Dataset entries
↓
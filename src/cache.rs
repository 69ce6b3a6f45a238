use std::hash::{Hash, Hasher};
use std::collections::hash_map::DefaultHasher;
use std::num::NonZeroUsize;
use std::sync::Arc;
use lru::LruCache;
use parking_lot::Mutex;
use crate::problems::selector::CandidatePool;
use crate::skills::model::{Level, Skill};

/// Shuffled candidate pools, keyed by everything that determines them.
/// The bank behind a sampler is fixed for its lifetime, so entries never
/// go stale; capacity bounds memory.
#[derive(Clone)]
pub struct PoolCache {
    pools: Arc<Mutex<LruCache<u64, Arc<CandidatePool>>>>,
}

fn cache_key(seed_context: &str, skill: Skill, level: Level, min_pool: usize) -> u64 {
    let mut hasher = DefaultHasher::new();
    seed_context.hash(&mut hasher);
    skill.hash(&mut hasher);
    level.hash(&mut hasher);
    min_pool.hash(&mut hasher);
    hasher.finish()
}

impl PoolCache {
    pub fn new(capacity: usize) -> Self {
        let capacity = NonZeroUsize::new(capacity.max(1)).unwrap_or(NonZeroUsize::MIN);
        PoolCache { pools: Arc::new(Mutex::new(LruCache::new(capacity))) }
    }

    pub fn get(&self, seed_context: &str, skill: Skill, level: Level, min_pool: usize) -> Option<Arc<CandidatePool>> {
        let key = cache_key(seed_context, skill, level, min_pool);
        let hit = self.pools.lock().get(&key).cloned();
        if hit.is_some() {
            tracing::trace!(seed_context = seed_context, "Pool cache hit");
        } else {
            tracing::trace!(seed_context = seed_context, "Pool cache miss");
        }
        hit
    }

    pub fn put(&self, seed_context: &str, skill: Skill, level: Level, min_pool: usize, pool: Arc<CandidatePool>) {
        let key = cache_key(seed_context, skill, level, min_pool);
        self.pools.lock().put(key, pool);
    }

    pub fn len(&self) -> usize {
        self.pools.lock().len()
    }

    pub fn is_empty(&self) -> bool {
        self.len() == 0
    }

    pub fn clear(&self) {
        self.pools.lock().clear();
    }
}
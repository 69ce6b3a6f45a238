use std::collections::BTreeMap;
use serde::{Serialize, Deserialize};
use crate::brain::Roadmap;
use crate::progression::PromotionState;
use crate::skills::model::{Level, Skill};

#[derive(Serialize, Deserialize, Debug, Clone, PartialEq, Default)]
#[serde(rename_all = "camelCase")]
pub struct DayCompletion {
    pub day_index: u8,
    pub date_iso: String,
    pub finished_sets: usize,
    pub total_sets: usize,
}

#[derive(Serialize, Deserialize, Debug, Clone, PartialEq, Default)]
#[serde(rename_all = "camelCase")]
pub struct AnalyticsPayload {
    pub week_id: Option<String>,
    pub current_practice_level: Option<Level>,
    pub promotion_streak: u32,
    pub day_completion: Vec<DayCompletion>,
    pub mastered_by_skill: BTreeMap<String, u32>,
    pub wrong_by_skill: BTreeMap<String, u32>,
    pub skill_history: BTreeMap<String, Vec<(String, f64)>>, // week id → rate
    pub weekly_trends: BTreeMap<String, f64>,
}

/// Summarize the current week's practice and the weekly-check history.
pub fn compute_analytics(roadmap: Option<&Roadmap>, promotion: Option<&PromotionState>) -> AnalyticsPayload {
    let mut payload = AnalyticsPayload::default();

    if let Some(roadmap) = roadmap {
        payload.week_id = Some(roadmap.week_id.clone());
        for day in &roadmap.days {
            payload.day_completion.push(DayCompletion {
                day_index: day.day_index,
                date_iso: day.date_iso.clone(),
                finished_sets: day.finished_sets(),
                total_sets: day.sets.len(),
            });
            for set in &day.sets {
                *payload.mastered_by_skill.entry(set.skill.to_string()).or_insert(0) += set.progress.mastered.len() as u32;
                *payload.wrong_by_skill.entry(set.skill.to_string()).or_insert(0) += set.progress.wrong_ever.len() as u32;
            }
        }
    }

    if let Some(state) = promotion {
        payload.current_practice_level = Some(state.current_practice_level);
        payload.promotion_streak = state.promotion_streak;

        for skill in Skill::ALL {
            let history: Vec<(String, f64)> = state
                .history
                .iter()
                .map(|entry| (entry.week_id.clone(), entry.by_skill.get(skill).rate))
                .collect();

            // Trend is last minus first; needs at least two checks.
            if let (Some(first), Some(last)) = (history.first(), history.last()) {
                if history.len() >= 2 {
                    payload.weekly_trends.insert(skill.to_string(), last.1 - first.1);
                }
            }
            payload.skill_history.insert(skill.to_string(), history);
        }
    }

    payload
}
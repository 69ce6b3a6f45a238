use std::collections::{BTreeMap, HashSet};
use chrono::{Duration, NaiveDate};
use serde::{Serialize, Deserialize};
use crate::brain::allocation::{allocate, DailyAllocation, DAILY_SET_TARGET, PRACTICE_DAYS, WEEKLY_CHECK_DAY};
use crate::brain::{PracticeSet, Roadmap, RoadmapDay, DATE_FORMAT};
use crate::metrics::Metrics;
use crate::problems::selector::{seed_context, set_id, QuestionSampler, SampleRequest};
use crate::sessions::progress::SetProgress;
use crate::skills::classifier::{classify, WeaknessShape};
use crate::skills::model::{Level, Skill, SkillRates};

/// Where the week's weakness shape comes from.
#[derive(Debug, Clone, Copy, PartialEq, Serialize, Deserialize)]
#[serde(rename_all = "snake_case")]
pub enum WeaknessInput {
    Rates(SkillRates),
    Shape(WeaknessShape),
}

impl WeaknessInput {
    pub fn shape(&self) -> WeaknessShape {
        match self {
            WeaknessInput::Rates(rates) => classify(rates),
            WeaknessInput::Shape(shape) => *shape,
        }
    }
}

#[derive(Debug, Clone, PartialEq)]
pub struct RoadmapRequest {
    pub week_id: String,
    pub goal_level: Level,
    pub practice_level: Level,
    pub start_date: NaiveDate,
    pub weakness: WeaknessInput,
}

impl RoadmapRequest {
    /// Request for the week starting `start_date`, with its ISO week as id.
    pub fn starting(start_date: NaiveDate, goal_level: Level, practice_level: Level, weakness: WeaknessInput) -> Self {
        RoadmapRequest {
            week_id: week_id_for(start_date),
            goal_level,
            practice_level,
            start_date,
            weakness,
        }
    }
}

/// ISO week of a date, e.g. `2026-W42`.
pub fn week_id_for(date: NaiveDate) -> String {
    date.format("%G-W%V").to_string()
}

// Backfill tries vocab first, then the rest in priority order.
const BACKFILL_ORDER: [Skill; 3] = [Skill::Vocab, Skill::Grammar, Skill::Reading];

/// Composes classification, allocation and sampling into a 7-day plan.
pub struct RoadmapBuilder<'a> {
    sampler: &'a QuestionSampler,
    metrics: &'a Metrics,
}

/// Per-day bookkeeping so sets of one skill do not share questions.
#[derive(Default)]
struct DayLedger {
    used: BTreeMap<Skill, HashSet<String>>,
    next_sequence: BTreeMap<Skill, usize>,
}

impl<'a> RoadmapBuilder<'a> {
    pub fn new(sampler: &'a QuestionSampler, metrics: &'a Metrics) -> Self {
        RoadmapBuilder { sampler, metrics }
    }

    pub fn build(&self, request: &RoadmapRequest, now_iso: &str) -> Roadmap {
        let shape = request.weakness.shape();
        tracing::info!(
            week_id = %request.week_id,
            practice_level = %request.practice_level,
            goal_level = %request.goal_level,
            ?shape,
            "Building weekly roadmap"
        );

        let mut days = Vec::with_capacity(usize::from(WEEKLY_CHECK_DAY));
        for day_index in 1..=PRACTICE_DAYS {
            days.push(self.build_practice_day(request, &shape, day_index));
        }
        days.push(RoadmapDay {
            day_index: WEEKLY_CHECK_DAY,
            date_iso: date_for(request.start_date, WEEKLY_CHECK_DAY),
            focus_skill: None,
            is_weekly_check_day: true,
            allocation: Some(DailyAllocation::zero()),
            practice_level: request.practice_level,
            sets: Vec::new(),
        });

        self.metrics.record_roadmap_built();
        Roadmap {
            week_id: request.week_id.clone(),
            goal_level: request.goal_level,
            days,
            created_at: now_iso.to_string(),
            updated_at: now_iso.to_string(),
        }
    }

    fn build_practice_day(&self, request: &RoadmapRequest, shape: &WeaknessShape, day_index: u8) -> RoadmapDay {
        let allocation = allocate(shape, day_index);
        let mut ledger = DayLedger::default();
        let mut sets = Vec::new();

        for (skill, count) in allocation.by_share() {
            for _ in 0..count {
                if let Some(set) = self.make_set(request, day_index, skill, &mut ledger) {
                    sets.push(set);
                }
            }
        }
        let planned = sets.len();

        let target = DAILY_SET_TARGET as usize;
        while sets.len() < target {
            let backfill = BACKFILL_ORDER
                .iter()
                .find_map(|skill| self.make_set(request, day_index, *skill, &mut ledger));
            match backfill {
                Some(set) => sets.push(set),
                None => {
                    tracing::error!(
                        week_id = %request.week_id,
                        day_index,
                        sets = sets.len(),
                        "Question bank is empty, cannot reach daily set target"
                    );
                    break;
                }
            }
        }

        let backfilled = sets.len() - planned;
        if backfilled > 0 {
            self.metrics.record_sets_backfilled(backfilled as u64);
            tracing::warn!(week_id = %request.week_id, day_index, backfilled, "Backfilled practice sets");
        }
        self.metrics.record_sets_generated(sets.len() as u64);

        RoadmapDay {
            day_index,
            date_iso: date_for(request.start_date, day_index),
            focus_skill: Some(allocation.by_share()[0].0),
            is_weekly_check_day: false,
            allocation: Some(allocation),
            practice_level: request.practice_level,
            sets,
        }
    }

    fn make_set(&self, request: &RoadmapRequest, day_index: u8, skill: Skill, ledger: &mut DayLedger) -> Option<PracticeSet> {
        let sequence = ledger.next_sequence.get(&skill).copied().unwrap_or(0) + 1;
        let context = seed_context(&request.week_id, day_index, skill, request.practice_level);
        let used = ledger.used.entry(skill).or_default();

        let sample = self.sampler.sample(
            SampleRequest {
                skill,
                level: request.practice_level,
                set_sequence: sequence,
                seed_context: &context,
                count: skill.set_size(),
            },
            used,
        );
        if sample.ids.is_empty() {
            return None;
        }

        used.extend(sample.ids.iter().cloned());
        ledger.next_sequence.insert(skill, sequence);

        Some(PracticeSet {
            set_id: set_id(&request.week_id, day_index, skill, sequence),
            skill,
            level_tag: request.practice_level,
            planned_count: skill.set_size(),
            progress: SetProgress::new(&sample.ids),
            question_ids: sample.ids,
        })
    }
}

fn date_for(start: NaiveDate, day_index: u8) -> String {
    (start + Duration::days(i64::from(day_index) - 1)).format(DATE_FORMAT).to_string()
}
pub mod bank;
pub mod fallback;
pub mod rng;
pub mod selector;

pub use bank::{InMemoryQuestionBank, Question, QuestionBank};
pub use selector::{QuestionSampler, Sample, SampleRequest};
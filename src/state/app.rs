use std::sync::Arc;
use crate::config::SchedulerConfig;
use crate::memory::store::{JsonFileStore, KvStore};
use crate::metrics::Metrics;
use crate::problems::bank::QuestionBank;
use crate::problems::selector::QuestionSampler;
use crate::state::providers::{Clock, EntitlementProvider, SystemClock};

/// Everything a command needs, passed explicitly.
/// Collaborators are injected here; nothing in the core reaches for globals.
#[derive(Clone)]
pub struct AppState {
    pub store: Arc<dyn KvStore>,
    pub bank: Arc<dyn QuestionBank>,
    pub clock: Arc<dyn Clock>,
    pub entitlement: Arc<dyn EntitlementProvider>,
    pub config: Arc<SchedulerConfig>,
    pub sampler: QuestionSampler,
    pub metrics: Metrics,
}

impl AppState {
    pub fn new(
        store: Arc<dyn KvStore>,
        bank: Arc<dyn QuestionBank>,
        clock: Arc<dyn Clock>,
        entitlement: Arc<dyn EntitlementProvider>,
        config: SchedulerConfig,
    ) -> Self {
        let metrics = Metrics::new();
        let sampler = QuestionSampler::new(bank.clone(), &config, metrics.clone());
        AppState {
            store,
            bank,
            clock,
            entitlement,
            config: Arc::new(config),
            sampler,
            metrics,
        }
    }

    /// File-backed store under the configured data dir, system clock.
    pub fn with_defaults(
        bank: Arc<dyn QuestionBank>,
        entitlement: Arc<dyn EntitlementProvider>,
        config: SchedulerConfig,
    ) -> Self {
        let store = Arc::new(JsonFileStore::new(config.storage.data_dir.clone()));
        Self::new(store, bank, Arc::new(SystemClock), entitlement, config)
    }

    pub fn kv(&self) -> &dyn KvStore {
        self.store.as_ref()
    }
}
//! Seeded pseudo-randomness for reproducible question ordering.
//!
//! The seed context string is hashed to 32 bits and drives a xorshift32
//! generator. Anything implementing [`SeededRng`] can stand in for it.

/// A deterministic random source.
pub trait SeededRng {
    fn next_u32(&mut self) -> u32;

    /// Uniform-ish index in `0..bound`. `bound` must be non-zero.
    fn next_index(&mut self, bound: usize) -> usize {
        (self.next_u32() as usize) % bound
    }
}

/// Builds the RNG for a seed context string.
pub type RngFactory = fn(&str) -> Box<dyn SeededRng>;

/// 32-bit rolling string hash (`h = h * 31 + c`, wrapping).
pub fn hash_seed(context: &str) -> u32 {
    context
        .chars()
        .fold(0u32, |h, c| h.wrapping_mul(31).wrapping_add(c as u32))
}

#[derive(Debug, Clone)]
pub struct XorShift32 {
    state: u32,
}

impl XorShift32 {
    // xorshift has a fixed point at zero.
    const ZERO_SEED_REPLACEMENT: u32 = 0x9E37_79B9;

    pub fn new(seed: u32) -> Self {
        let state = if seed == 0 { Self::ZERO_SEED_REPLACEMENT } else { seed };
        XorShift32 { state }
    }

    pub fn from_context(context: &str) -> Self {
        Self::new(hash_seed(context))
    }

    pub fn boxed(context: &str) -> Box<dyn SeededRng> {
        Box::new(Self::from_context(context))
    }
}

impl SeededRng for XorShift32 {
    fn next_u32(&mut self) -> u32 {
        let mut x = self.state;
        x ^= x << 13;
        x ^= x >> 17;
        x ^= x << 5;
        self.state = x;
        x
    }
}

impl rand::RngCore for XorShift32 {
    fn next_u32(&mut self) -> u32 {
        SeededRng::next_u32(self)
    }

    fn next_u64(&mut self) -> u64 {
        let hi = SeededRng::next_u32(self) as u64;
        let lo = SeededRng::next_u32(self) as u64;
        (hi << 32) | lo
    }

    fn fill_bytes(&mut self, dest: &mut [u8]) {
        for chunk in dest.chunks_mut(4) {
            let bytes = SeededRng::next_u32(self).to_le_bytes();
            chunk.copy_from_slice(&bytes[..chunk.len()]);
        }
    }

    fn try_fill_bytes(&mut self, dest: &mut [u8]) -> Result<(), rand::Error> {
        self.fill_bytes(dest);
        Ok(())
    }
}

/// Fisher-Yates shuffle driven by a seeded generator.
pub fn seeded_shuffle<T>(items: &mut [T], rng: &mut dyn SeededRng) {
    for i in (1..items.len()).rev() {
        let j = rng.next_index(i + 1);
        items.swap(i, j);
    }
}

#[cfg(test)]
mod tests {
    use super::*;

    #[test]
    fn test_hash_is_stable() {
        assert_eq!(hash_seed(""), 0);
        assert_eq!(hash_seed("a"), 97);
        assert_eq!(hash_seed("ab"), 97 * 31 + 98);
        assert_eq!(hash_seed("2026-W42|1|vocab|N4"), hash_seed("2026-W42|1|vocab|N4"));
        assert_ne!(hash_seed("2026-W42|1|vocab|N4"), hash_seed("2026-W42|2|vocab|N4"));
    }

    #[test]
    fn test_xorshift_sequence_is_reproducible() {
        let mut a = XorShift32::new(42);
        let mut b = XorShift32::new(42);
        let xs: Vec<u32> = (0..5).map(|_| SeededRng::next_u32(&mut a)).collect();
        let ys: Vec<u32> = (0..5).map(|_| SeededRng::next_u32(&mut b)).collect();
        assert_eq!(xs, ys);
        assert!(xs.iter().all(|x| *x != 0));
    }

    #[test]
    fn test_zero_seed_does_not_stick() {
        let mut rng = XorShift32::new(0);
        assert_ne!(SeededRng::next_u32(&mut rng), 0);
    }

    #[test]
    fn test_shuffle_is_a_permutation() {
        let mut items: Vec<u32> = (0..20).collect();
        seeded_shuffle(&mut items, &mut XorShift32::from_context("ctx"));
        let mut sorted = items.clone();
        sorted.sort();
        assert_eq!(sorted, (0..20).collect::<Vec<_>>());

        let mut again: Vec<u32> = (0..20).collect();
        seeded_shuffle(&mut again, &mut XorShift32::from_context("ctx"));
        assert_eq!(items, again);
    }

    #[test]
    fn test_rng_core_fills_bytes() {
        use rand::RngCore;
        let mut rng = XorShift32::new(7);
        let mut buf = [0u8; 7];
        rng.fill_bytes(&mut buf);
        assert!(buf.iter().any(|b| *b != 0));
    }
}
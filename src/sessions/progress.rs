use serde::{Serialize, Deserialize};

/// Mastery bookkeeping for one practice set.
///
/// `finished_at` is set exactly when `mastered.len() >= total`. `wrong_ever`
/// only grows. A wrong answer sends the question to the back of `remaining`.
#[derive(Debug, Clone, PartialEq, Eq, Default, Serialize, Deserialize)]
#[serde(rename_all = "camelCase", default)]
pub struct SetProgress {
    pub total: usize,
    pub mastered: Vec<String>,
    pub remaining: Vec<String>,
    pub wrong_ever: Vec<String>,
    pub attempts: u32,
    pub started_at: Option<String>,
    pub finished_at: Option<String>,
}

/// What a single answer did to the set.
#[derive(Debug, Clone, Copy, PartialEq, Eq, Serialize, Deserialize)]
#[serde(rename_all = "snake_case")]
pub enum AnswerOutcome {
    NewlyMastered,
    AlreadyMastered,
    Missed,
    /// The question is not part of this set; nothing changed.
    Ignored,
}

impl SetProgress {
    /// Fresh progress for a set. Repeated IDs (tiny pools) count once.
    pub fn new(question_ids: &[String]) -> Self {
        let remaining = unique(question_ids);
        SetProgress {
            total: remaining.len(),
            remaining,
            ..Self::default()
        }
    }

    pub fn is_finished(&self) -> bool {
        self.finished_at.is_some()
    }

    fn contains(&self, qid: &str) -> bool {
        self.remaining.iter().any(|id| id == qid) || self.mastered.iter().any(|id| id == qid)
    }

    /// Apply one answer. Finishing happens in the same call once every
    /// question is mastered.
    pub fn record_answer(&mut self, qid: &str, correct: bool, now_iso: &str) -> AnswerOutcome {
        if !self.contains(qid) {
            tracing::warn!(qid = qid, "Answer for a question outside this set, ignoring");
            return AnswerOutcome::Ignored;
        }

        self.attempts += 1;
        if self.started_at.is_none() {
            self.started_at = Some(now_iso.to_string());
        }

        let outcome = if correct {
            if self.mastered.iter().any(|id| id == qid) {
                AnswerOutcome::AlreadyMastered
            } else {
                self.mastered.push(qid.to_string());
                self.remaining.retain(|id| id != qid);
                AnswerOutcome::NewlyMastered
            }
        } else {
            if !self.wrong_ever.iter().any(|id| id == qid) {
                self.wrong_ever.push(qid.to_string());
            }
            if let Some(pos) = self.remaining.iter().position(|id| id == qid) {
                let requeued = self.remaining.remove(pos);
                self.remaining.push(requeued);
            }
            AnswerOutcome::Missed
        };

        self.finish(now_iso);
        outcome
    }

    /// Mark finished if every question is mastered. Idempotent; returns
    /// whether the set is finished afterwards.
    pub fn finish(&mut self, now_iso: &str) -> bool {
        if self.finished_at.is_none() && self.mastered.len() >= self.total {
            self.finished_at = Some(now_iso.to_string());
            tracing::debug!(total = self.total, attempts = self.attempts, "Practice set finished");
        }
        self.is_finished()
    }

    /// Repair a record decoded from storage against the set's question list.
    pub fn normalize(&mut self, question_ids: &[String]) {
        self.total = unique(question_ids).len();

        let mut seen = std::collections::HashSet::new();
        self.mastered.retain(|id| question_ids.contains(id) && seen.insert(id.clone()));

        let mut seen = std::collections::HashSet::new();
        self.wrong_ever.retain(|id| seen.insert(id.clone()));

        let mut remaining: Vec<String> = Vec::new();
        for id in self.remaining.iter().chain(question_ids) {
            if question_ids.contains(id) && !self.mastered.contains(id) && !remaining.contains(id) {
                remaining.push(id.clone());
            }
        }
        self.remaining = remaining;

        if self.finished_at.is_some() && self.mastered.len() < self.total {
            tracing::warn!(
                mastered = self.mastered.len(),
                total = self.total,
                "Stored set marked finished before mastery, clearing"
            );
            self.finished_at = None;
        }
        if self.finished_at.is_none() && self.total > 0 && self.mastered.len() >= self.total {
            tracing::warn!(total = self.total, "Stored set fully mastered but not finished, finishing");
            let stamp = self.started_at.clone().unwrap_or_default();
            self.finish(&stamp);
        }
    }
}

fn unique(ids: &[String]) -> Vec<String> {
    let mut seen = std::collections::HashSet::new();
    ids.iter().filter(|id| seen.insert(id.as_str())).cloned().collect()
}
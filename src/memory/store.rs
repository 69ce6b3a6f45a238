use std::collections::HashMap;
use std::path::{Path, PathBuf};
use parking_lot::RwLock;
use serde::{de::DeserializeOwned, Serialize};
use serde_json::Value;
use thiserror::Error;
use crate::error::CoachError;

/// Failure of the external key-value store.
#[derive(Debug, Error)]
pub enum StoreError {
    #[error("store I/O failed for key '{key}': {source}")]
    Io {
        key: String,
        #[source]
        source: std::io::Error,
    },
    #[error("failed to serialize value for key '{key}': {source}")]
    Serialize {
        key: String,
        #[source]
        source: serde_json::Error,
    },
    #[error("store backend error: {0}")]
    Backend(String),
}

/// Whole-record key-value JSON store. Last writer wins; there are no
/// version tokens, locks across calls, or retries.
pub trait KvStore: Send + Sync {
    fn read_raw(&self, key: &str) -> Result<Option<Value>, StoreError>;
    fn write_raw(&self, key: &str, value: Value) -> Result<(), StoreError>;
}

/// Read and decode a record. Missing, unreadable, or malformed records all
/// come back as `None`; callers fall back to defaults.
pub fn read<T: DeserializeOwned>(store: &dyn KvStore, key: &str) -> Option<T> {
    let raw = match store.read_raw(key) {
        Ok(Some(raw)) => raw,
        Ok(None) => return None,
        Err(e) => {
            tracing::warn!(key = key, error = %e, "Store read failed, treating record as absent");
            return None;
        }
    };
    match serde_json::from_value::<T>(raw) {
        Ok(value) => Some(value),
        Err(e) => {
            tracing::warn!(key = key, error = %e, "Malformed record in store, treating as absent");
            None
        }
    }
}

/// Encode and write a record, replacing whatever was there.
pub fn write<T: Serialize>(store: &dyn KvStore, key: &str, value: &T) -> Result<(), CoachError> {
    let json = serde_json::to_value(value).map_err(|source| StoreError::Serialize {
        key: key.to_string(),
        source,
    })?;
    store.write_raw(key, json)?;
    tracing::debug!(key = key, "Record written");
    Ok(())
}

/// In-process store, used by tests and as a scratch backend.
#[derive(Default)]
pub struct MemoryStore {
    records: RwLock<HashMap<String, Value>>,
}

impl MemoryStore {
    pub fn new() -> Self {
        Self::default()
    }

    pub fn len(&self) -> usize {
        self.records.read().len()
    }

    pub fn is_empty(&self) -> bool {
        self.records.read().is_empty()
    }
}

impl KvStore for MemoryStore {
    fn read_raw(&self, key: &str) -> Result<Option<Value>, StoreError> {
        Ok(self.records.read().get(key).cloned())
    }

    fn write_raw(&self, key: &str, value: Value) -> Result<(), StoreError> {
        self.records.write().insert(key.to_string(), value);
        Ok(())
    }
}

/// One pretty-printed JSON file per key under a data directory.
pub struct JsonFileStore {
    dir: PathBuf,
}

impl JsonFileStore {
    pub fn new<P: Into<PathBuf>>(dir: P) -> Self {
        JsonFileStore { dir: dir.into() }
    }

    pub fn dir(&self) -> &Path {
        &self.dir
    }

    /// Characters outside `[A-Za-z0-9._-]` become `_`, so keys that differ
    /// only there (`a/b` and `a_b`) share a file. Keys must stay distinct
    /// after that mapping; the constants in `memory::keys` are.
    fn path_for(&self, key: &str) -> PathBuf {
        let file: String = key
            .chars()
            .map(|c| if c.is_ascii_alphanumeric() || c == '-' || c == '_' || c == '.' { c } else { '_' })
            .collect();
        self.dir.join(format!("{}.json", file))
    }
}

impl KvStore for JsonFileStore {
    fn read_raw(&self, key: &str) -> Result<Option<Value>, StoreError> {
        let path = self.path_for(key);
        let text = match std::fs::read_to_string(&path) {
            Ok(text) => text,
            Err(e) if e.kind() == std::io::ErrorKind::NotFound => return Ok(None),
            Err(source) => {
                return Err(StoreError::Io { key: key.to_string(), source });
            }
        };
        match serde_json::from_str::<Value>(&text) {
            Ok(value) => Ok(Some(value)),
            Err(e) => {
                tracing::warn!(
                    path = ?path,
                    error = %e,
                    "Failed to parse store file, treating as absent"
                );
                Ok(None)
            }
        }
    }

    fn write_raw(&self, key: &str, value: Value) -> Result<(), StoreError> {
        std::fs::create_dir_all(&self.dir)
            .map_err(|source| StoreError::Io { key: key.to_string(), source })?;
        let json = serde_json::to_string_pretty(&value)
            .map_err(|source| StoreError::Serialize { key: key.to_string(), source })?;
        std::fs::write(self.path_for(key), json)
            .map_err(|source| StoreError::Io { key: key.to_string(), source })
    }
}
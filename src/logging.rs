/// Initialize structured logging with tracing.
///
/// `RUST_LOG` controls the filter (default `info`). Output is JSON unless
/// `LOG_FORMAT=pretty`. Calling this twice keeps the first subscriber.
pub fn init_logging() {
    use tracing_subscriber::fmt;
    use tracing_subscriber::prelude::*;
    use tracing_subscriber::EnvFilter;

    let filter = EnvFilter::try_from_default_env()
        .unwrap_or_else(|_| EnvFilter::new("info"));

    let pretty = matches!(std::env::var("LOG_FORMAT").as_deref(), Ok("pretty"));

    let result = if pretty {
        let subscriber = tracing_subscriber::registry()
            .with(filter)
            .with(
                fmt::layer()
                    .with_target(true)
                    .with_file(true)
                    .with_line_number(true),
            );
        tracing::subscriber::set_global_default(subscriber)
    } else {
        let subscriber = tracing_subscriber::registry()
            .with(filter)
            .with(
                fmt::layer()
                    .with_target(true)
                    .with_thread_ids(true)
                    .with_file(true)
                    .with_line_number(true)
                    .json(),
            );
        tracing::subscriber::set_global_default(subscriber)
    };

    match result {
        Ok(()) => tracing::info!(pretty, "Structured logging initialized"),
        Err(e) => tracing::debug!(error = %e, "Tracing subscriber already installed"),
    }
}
↑
> **WORK ORDER**
After locating the line holding "if self.finished_at.is_some() &&" above, output exactly that line and every line after it through the line holding "if self.finished_at.is_none() && self.total". Include nothing else.

> **OUTPUT**
        if self.finished_at.is_some() && self.mastered.len() < self.total {
            tracing::warn!(
                mastered = self.mastered.len(),
                total = self.total,
                "Stored set marked finished before mastery, clearing"
            );
            self.finished_at = None;
        }
        if self.finished_at.is_none() && self.total > 0 && self.mastered.len() >= self.total {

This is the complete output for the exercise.